╭─ SUPPLIED ENTRIES
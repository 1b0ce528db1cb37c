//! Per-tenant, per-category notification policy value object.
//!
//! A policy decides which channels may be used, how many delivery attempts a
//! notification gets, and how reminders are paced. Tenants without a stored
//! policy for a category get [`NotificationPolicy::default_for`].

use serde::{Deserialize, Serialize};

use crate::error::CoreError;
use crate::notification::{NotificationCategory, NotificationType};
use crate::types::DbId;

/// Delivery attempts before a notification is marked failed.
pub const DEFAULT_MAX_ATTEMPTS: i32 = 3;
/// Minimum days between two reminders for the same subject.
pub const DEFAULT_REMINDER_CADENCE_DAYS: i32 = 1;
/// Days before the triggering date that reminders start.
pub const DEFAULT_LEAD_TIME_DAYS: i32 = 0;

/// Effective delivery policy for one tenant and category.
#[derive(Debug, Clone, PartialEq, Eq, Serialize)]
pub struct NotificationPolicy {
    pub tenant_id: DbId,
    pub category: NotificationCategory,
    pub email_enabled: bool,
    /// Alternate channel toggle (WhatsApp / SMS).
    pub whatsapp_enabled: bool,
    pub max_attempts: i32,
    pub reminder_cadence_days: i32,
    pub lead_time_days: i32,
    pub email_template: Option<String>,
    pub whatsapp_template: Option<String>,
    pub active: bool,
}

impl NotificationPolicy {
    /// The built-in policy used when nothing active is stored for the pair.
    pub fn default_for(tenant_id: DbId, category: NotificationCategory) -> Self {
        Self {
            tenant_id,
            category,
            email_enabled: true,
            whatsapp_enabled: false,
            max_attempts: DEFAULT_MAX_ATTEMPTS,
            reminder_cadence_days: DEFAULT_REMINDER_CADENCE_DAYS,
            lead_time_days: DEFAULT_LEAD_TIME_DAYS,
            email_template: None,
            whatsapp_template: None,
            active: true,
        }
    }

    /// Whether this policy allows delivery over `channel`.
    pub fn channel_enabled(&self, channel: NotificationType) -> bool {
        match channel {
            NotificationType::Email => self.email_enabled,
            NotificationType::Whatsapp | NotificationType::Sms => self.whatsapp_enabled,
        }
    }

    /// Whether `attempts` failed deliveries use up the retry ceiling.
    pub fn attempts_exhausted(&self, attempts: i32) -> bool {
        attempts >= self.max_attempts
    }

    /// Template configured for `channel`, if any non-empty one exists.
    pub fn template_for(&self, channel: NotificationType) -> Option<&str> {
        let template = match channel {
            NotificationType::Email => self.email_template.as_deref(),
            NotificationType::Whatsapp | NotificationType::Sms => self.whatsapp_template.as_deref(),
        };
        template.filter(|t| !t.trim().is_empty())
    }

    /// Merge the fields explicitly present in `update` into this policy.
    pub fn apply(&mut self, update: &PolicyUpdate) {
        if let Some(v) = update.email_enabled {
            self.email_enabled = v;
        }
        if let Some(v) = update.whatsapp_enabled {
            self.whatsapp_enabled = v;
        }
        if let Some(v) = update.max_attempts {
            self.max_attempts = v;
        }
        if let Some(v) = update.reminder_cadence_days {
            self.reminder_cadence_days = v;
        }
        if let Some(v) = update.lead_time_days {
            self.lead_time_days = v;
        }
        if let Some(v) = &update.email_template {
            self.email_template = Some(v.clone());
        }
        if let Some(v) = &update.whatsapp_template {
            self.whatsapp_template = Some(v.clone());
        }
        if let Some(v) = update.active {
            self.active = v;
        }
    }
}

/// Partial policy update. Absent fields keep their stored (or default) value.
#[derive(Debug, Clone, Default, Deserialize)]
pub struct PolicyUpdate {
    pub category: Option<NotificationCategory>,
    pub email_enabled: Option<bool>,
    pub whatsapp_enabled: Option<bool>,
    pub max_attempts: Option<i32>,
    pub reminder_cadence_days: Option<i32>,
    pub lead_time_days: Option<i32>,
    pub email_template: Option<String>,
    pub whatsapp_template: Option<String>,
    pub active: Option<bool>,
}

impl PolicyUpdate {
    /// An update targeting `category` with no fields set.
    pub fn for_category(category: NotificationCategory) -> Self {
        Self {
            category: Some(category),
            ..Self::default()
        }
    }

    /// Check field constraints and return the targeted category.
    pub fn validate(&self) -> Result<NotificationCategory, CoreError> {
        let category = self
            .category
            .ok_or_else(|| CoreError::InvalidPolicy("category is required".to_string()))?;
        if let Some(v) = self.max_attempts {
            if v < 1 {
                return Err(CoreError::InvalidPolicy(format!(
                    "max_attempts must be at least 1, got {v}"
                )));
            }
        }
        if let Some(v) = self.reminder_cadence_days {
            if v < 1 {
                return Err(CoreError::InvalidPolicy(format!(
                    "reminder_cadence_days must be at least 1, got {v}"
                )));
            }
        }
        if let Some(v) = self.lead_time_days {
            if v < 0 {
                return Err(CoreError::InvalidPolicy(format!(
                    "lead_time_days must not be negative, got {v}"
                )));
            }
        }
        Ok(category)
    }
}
╰─
**REQUIRED ACTION:**
How many lines of these records include the word "value"? Only the number should be written.

**EXPECTED OUTPUT:**
2